ENCINITAS —A proposal to expand an Encinitas shopping center’s parking lot was placed on hold Wednesday to see if the city could devise a compromise that would satisfy the concerns of neighbors opposed to the expansion.

The Encinitas City Council voted unanimously to table an appeal of the plans for the shopping center on North El Camino Real, which the planning commission approved in March.

A homeowner in the New Villanitas community filed the appeal. His chief complaint was that the shopping center’s owners chopped down 65 trees — many of them eucalyptus — that served as a buffer between homes and the center.

Council voted unanimously to return the item to the planning commission after city staff suggested a compromise that would require the applicant, North El Camino LLC, to develop a landscape plan that would restore the verdant buffer. Council members appeared open to the suggested change, but said it needed to be vetted by a landscape architect and arborist before it could be approved.

“I don’t want a paper condition that feels good but doesn’t work,” Shaffer said.

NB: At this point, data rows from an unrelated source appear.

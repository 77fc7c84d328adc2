use std::sync::atomic::{AtomicU8, Ordering};

/// Setup/teardown phases of an acceptor or connector.
#[derive(Debug, Clone, Copy, PartialEq, Eq)]
#[repr(u8)]
pub(crate) enum LifecycleState {
    Uninitialized = 0,
    Initialized = 1,
    Running = 2,
    Stopping = 3,
    StopComplete = 4,
}

impl LifecycleState {
    fn from_u8(value: u8) -> LifecycleState {
        match value {
            0 => LifecycleState::Uninitialized,
            1 => LifecycleState::Initialized,
            2 => LifecycleState::Running,
            3 => LifecycleState::Stopping,
            _ => LifecycleState::StopComplete,
        }
    }
}

/// Forward-only lifecycle tracker, advanced by compare-and-swap so a state
/// is entered by exactly one caller.
#[derive(Debug)]
pub(crate) struct Lifecycle {
    state: AtomicU8,
}

impl Lifecycle {
    pub(crate) fn new() -> Lifecycle {
        Lifecycle {
            state: AtomicU8::new(LifecycleState::Uninitialized as u8),
        }
    }

    pub(crate) fn get(&self) -> LifecycleState {
        LifecycleState::from_u8(self.state.load(Ordering::Acquire))
    }

    pub(crate) fn advance(&self, from: LifecycleState, to: LifecycleState) -> bool {
        self.state
            .compare_exchange(from as u8, to as u8, Ordering::AcqRel, Ordering::Acquire)
            .is_ok()
    }
}
//! Fetch Phase Metrics
//!
//! Downloads attempted, skipped and failed, plus bytes written.

use crate::metrics::{phase_metric, MetricDoc, MetricType, PhaseMetrics};

pub struct FetchMetrics;

pub fn download_success(bytes: u64, duration_secs: f64) {
    ::metrics::counter!(phase_metric!(counter, "fetch", "downloads_success")).increment(1);
    ::metrics::counter!(phase_metric!(counter, "fetch", "bytes")).increment(bytes);
    ::metrics::histogram!(phase_metric!(histogram, "fetch", "duration_seconds")).record(duration_secs);
}

pub fn download_error(error_kind: &'static str) {
    ::metrics::counter!(phase_metric!(counter, "fetch", "downloads_error"), "kind" => error_kind)
        .increment(1);
}

pub fn download_skipped(reason: &'static str) {
    ::metrics::counter!(phase_metric!(counter, "fetch", "downloads_skipped"), "reason" => reason)
        .increment(1);
}

impl PhaseMetrics for FetchMetrics {
    fn register_metrics() {
        use metrics::{counter, histogram};

        let _ = counter!(phase_metric!(counter, "fetch", "downloads_success"));
        let _ = counter!(phase_metric!(counter, "fetch", "downloads_error"));
        let _ = counter!(phase_metric!(counter, "fetch", "downloads_skipped"));
        let _ = counter!(phase_metric!(counter, "fetch", "bytes"));
        let _ = histogram!(phase_metric!(histogram, "fetch", "duration_seconds"));
    }

    fn phase_name() -> &'static str {
        "fetch"
    }

    fn metrics_documentation() -> Vec<MetricDoc> {
        vec![
            MetricDoc {
                name: phase_metric!(counter, "fetch", "downloads_success"),
                metric_type: MetricType::Counter,
                help: "Files downloaded and recorded in the downloaded checkpoint",
            },
            MetricDoc {
                name: phase_metric!(counter, "fetch", "downloads_error"),
                metric_type: MetricType::Counter,
                help: "Downloads that failed (transport error, non-2xx status, local write)",
            },
            MetricDoc {
                name: phase_metric!(counter, "fetch", "downloads_skipped"),
                metric_type: MetricType::Counter,
                help: "Catalog entries skipped because they were recorded or already on disk",
            },
            MetricDoc {
                name: phase_metric!(counter, "fetch", "bytes"),
                metric_type: MetricType::Counter,
                help: "Bytes written to the raw directory",
            },
            MetricDoc {
                name: phase_metric!(histogram, "fetch", "duration_seconds"),
                metric_type: MetricType::Histogram,
                help: "Time to download and write one file",
            },
        ]
    }
}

The proposal would add 18 parking spaces to the current 176-space lot. North El Camino LLC representatives said the shopping center has a dearth of parking that results in frustrated customers leaving the center and its tenants.

Company representatives said their concerns were backed by a parking study commissioned by the company, which showed the parking lot was at or near capacity for much of the time period of the study.

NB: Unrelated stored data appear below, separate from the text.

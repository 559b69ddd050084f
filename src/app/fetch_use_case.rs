use crate::app::ports::HttpClientPort;
use crate::catalog::{Catalog, CatalogEntry};
use crate::checkpoint::{CheckpointSet, MetadataStore};
use crate::error::{EtlError, Result};
use crate::metrics::fetch as fetch_metrics;
use std::path::{Path, PathBuf};
use std::sync::Arc;
use std::time::Instant;
use tracing::{debug, error, info, instrument, warn};

/// What happened to one catalog entry during a fetch pass.
#[derive(Debug, Clone, PartialEq, Eq)]
pub enum FetchOutcome {
    Downloaded { bytes: u64 },
    /// Already in the downloaded checkpoint.
    AlreadyRecorded,
    /// Present in the raw directory but never recorded; left alone until `reconcile`.
    PresentUnrecorded,
    Failed { reason: String },
}

#[derive(Debug, Default, Clone)]
pub struct FetchReport {
    pub downloaded: Vec<String>,
    pub skipped: Vec<String>,
    pub failed: Vec<(String, String)>,
    pub bytes: u64,
}

impl FetchReport {
    fn push(&mut self, key: &str, outcome: FetchOutcome) {
        match outcome {
            FetchOutcome::Downloaded { bytes } => {
                self.bytes += bytes;
                self.downloaded.push(key.to_string());
            }
            FetchOutcome::AlreadyRecorded | FetchOutcome::PresentUnrecorded => {
                self.skipped.push(key.to_string())
            }
            FetchOutcome::Failed { reason } => self.failed.push((key.to_string(), reason)),
        }
    }
}

/// Downloads catalog entries that are neither recorded nor on disk.
pub struct FetchUseCase {
    http: Arc<dyn HttpClientPort>,
    downloaded: Arc<dyn MetadataStore>,
    raw_dir: PathBuf,
    base_url: String,
}

impl FetchUseCase {
    pub fn new(
        http: Arc<dyn HttpClientPort>,
        downloaded: Arc<dyn MetadataStore>,
        raw_dir: impl Into<PathBuf>,
        base_url: impl Into<String>,
    ) -> Self {
        Self {
            http,
            downloaded,
            raw_dir: raw_dir.into(),
            base_url: base_url.into(),
        }
    }

    pub fn raw_dir(&self) -> &Path {
        &self.raw_dir
    }

    /// One pass over the catalog. Only a checkpoint failure aborts; every
    /// other failure is logged and the next entry is tried.
    #[instrument(skip(self, catalog), fields(entries = catalog.len()))]
    pub async fn fetch_missing(&self, catalog: &Catalog) -> Result<FetchReport> {
        let mut recorded = self.downloaded.load()?;
        let mut report = FetchReport::default();

        // Without a raw directory every download fails; report that per file
        // and let processing of earlier downloads go ahead.
        if let Err(e) = tokio::fs::create_dir_all(&self.raw_dir).await {
            error!("Cannot create {}: {}; skipping downloads", self.raw_dir.display(), e);
            let reason = format!("raw directory {} unavailable: {e}", self.raw_dir.display());
            for entry in catalog {
                let outcome = if recorded.contains(entry.key()) {
                    FetchOutcome::AlreadyRecorded
                } else {
                    fetch_metrics::download_error("raw_dir");
                    FetchOutcome::Failed { reason: reason.clone() }
                };
                report.push(entry.key(), outcome);
            }
            return Ok(report);
        }

        for entry in catalog {
            let outcome = self.fetch_entry(entry, &mut recorded).await?;
            report.push(entry.key(), outcome);
        }

        info!(
            "Fetch pass complete: {} downloaded, {} skipped, {} failed",
            report.downloaded.len(),
            report.skipped.len(),
            report.failed.len()
        );
        Ok(report)
    }

    async fn fetch_entry(&self, entry: &CatalogEntry, recorded: &mut CheckpointSet) -> Result<FetchOutcome> {
        let key = entry.key();
        if recorded.contains(key) {
            debug!("{} already downloaded. Skipping.", key);
            fetch_metrics::download_skipped("recorded");
            return Ok(FetchOutcome::AlreadyRecorded);
        }

        let target = self.raw_dir.join(key);
        let on_disk = match tokio::fs::try_exists(&target).await {
            Ok(exists) => exists,
            Err(e) => {
                error!("Cannot check {}: {}", target.display(), e);
                fetch_metrics::download_error("io");
                return Ok(FetchOutcome::Failed { reason: format!("cannot check {}: {e}", target.display()) });
            }
        };
        if on_disk {
            warn!(
                "{} exists on disk but is not recorded as downloaded; run `reconcile` to adopt it",
                key
            );
            fetch_metrics::download_skipped("on_disk");
            return Ok(FetchOutcome::PresentUnrecorded);
        }

        let url = entry.url(&self.base_url);
        let started = Instant::now();
        let bytes = match self.download(&url, &target).await {
            Ok(bytes) => bytes,
            Err(e) => {
                error!("Failed to download {}: {}", key, e);
                fetch_metrics::download_error(e.kind());
                return Ok(FetchOutcome::Failed { reason: e.to_string() });
            }
        };

        // Persist immediately so a crash later in the pass keeps this download.
        recorded.insert(key.to_string());
        self.downloaded.save(recorded)?;

        let elapsed = started.elapsed().as_secs_f64();
        fetch_metrics::download_success(bytes, elapsed);
        info!("Downloaded: {} ({} bytes in {:.2}s)", key, bytes, elapsed);
        Ok(FetchOutcome::Downloaded { bytes })
    }

    /// GET the file and write it under `.{key}.part`, renaming into place on success.
    async fn download(&self, url: &str, target: &Path) -> Result<u64> {
        let response = self.http.get(url).await?;
        if !response.is_success() {
            return Err(EtlError::Transport {
                url: url.to_string(),
                reason: format!("HTTP {}", response.status),
            });
        }
        if let Some(expected) = response.content_length {
            if expected != response.bytes.len() as u64 {
                return Err(EtlError::Transport {
                    url: url.to_string(),
                    reason: format!("truncated body: {} of {} bytes", response.bytes.len(), expected),
                });
            }
        }

        let partial = partial_path(target);
        let write = async {
            tokio::fs::write(&partial, &response.bytes).await?;
            tokio::fs::rename(&partial, target).await
        };
        if let Err(e) = write.await {
            let _ = tokio::fs::remove_file(&partial).await;
            return Err(EtlError::SourceUnavailable {
                path: target.to_path_buf(),
                reason: format!("write failed: {e}"),
            });
        }
        Ok(response.bytes.len() as u64)
    }
}

fn partial_path(target: &Path) -> PathBuf {
    let name = target
        .file_name()
        .map(|n| n.to_string_lossy().into_owned())
        .unwrap_or_default();
    target.with_file_name(format!(".{name}.part"))
}

#[cfg(test)]
mod tests {
    use super::*;
    use crate::app::ports::HttpGetResult;
    use crate::checkpoint::InMemoryStore;
    use async_trait::async_trait;
    use std::collections::HashMap;
    use std::sync::Mutex;

    struct MockHttp {
        responses: HashMap<String, u16>,
        /// Advertised length that disagrees with the body.
        short_bodies: Vec<String>,
        requests: Mutex<Vec<String>>,
    }

    impl MockHttp {
        fn new(responses: &[(&str, u16)]) -> Self {
            Self {
                responses: responses.iter().map(|(u, s)| (u.to_string(), *s)).collect(),
                short_bodies: Vec::new(),
                requests: Mutex::new(Vec::new()),
            }
        }

        fn request_count(&self) -> usize {
            self.requests.lock().unwrap().len()
        }
    }

    #[async_trait]
    impl HttpClientPort for MockHttp {
        async fn get(&self, url: &str) -> Result<HttpGetResult> {
            self.requests.lock().unwrap().push(url.to_string());
            let status = self.responses.get(url).copied().unwrap_or(200);
            let bytes = if (200..300).contains(&status) { b"PAR1".to_vec() } else { Vec::new() };
            let mut content_length = bytes.len() as u64;
            if self.short_bodies.iter().any(|u| u == url) {
                content_length += 100;
            }
            Ok(HttpGetResult { status, content_length: Some(content_length), bytes })
        }
    }

    fn catalog() -> Catalog {
        Catalog::for_years("yellow_tripdata", 2023, 2023)
    }

    #[tokio::test]
    async fn downloads_everything_then_nothing_on_rerun() {
        let dir = tempfile::tempdir().unwrap();
        let http = Arc::new(MockHttp::new(&[]));
        let store = Arc::new(InMemoryStore::new("downloaded"));
        let use_case = FetchUseCase::new(http.clone(), store.clone(), dir.path(), "http://host/trip-data");

        let first = use_case.fetch_missing(&catalog()).await.unwrap();
        assert_eq!(first.downloaded.len(), 12);
        assert_eq!(store.load().unwrap().len(), 12);
        assert!(dir.path().join("yellow_tripdata_2023-07.parquet").exists());
        assert!(!dir.path().join(".yellow_tripdata_2023-07.parquet.part").exists());

        let second = use_case.fetch_missing(&catalog()).await.unwrap();
        assert!(second.downloaded.is_empty());
        assert_eq!(second.skipped.len(), 12);
        assert_eq!(http.request_count(), 12);
    }

    #[tokio::test]
    async fn non_success_status_is_logged_and_skipped() {
        let dir = tempfile::tempdir().unwrap();
        let missing = "http://host/trip-data/yellow_tripdata_2023-03.parquet";
        let http = Arc::new(MockHttp::new(&[(missing, 404)]));
        let store = Arc::new(InMemoryStore::new("downloaded"));
        let use_case = FetchUseCase::new(http, store.clone(), dir.path(), "http://host/trip-data");

        let report = use_case.fetch_missing(&catalog()).await.unwrap();
        assert_eq!(report.downloaded.len(), 11);
        assert_eq!(report.failed.len(), 1);
        assert_eq!(report.failed[0].0, "yellow_tripdata_2023-03.parquet");
        assert!(!store.load().unwrap().contains("yellow_tripdata_2023-03.parquet"));
        assert!(!dir.path().join("yellow_tripdata_2023-03.parquet").exists());
    }

    #[tokio::test]
    async fn truncated_body_is_not_written_or_recorded() {
        let dir = tempfile::tempdir().unwrap();
        let mut http = MockHttp::new(&[]);
        http.short_bodies.push("http://host/trip-data/yellow_tripdata_2023-05.parquet".to_string());
        let store = Arc::new(InMemoryStore::new("downloaded"));
        let use_case = FetchUseCase::new(Arc::new(http), store.clone(), dir.path(), "http://host/trip-data");

        let report = use_case.fetch_missing(&catalog()).await.unwrap();
        assert_eq!(report.failed.len(), 1);
        assert!(report.failed[0].1.contains("truncated"));
        assert!(!store.load().unwrap().contains("yellow_tripdata_2023-05.parquet"));
        assert!(!dir.path().join("yellow_tripdata_2023-05.parquet").exists());
    }

    #[tokio::test]
    async fn missing_raw_dir_fails_each_unrecorded_entry() {
        let dir = tempfile::tempdir().unwrap();
        // A regular file where the raw directory should be
        let raw_dir = dir.path().join("raw");
        std::fs::write(&raw_dir, b"not a directory").unwrap();
        let http = Arc::new(MockHttp::new(&[]));
        let store = Arc::new(InMemoryStore::with_keys("downloaded", ["yellow_tripdata_2023-01.parquet"]));
        let use_case = FetchUseCase::new(http.clone(), store, &raw_dir, "http://host/trip-data");

        let report = use_case.fetch_missing(&catalog()).await.unwrap();
        assert_eq!(report.skipped.len(), 1);
        assert_eq!(report.failed.len(), 11);
        assert_eq!(http.request_count(), 0);
    }

    #[tokio::test]
    async fn failed_existence_check_is_not_downloaded_over() {
        let dir = tempfile::tempdir().unwrap();
        // File name longer than any filesystem allows, so the check itself errors
        let entry = CatalogEntry::new(&"y".repeat(300), 2023, 1);
        let http = Arc::new(MockHttp::new(&[]));
        let store = Arc::new(InMemoryStore::new("downloaded"));
        let use_case = FetchUseCase::new(http.clone(), store.clone(), dir.path(), "http://host/trip-data");

        let report = use_case.fetch_missing(&Catalog::from_entries(vec![entry])).await.unwrap();
        assert_eq!(report.failed.len(), 1);
        assert!(report.failed[0].1.contains("cannot check"));
        assert_eq!(http.request_count(), 0);
        assert!(store.load().unwrap().is_empty());
    }

    #[tokio::test]
    async fn unrecorded_file_on_disk_is_not_fetched_or_recorded() {
        let dir = tempfile::tempdir().unwrap();
        std::fs::write(dir.path().join("yellow_tripdata_2023-01.parquet"), b"local").unwrap();
        let http = Arc::new(MockHttp::new(&[]));
        let store = Arc::new(InMemoryStore::new("downloaded"));
        let use_case = FetchUseCase::new(http.clone(), store.clone(), dir.path(), "http://host/trip-data");

        let report = use_case.fetch_missing(&catalog()).await.unwrap();
        assert_eq!(report.skipped, vec!["yellow_tripdata_2023-01.parquet".to_string()]);
        assert_eq!(http.request_count(), 11);
        assert!(!store.load().unwrap().contains("yellow_tripdata_2023-01.parquet"));
        assert_eq!(
            std::fs::read(dir.path().join("yellow_tripdata_2023-01.parquet")).unwrap(),
            b"local"
        );
    }
}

The center, which was approved by the county prior to the city’s incorporation, falls short of the 200 spaces the city would require of new developments with the same tenant mix, but the city’s planning staff said the proposal would move the center closer to conformity with current city standards.

Pierre Joubert, the neighbor who filed the appeal, argued the shopping center’s owners were exaggerating the need for additional parking. Several neighbors spoke and presented photos taken during various times of the day showing numerous available parking spaces.

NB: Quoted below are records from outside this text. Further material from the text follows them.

use crate::app::ports::DocumentSinkPort;
use crate::domain::TripDocument;
use crate::error::{EtlError, Result};
use crate::metrics::load as load_metrics;
use std::sync::Arc;
use std::time::Instant;
use tracing::{debug, warn};

/// Appends one file's documents to the collection.
pub struct LoadUseCase {
    sink: Arc<dyn DocumentSinkPort>,
}

impl LoadUseCase {
    pub fn new(sink: Arc<dyn DocumentSinkPort>) -> Self {
        Self { sink }
    }

    /// Returns the number of documents inserted. Anything short of all of
    /// them is a `PartialWrite` so the caller leaves the file unprocessed.
    pub async fn load(&self, documents: &[TripDocument]) -> Result<usize> {
        if documents.is_empty() {
            debug!("Nothing to load");
            return Ok(0);
        }

        let values = documents
            .iter()
            .map(serde_json::to_value)
            .collect::<std::result::Result<Vec<_>, _>>()?;

        let started = Instant::now();
        let report = self.sink.insert_many(&values).await.map_err(|e| {
            load_metrics::load_failed(e.kind());
            e
        })?;

        if !report.is_complete() {
            warn!(
                inserted = report.inserted,
                attempted = report.attempted,
                "Bulk insert incomplete: {}",
                report.error.as_deref().unwrap_or("documents rejected")
            );
            load_metrics::load_failed("partial_write");
            return Err(EtlError::PartialWrite {
                inserted: report.inserted,
                attempted: report.attempted,
            });
        }

        load_metrics::documents_inserted(report.inserted, started.elapsed().as_secs_f64());
        Ok(report.inserted)
    }
}
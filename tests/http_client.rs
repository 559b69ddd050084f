use httpmock::prelude::*;
use taxi_etl::app::ports::HttpClientPort;
use taxi_etl::error::EtlError;
use taxi_etl::infra::ReqwestHttp;

#[tokio::test]
async fn success_returns_body_and_headers() {
    let server = MockServer::start();
    let mock = server.mock(|when, then| {
        when.method(GET).path("/trip-data/yellow_tripdata_2023-01.parquet");
        then.status(200)
            .header("content-type", "application/octet-stream")
            .body("PAR1....PAR1");
    });

    let http = ReqwestHttp::new(None).unwrap();
    let result = http.get(&server.url("/trip-data/yellow_tripdata_2023-01.parquet")).await.unwrap();

    mock.assert();
    assert!(result.is_success());
    assert_eq!(result.bytes, b"PAR1....PAR1");
    assert_eq!(result.content_length, Some(12));
}

#[tokio::test]
async fn not_found_is_reported_with_empty_body() {
    let server = MockServer::start();
    server.mock(|when, then| {
        when.method(GET).path("/trip-data/yellow_tripdata_2030-01.parquet");
        then.status(404).body("<Error>NoSuchKey</Error>");
    });

    let http = ReqwestHttp::new(None).unwrap();
    let result = http.get(&server.url("/trip-data/yellow_tripdata_2030-01.parquet")).await.unwrap();
    assert_eq!(result.status, 404);
    assert!(!result.is_success());
    assert!(result.bytes.is_empty());
}

#[tokio::test]
async fn unreachable_host_is_a_transport_error() {
    let http = ReqwestHttp::new(Some(std::time::Duration::from_secs(2))).unwrap();
    let err = http.get("http://127.0.0.1:1/trip-data/x.parquet").await.unwrap_err();
    assert!(matches!(err, EtlError::Transport { .. }));
}
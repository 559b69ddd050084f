use std::path::PathBuf;
use thiserror::Error;

#[derive(Error, Debug)]
pub enum EtlError {
    #[error("Download failed for {url}: {reason}")]
    Transport { url: String, reason: String },

    #[error("Schema violation in {file}: {message}")]
    Schema { file: String, message: String },

    #[error("Source unavailable {path}: {reason}")]
    SourceUnavailable { path: PathBuf, reason: String },

    #[error("Transform failed: {0}")]
    Transform(String),

    #[error("Document store unavailable: {0}")]
    SinkUnavailable(String),

    #[error("Partial write: {inserted} of {attempted} documents inserted")]
    PartialWrite { inserted: usize, attempted: usize },

    #[error("Checkpoint store failure at {path}: {source}")]
    Checkpoint {
        path: PathBuf,
        #[source]
        source: std::io::Error,
    },

    #[error("JSON serialization failed: {0}")]
    Json(#[from] serde_json::Error),

    #[error("TOML deserialization failed: {0}")]
    Toml(#[from] toml::de::Error),

    #[error("I/O error: {0}")]
    Io(#[from] std::io::Error),

    #[error("Configuration error: {0}")]
    Config(String),
}

impl EtlError {
    /// Only a lost checkpoint write stops the run; everything else is scoped to one file.
    pub fn is_fatal(&self) -> bool {
        matches!(self, EtlError::Checkpoint { .. })
    }

    /// Short label used for logs and metric labels.
    pub fn kind(&self) -> &'static str {
        match self {
            EtlError::Transport { .. } => "transport",
            EtlError::Schema { .. } => "schema",
            EtlError::SourceUnavailable { .. } => "source_unavailable",
            EtlError::Transform(_) => "transform",
            EtlError::SinkUnavailable(_) => "sink_unavailable",
            EtlError::PartialWrite { .. } => "partial_write",
            EtlError::Checkpoint { .. } => "checkpoint",
            EtlError::Json(_) => "json",
            EtlError::Toml(_) => "toml",
            EtlError::Io(_) => "io",
            EtlError::Config(_) => "config",
        }
    }
}

pub type Result<T> = std::result::Result<T, EtlError>;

The crux of Joubert’s appeal, however, centered on a July 4, 2009 incident when the commercial center owners — without city permission — chopped down the trees that screened off the shopping center for their view.

Joubert and his neighbors said the current plans are an extension of the company’s disregard for the neighboring homeowners.

“If approved, this will create three months of noise pollution, dirt and god knows what else, and nobody can accurately tell us how that will leave us when it is over,” Joubert said. “Surely, the onus is on applicant to prove that he won’t impact our property values.

“If the application is approved, it will set a bad precedent that neighbors will feel at mercy of big companies and their expansion plans,” Joubert said.

Several council members expressed sympathy for the neighbors, but said the city code did not give them the latitude to block approval based on the lack of trees. City staff, however, advised the council the design review process did allow them latitude to require the shopping center owners to restore the landscape.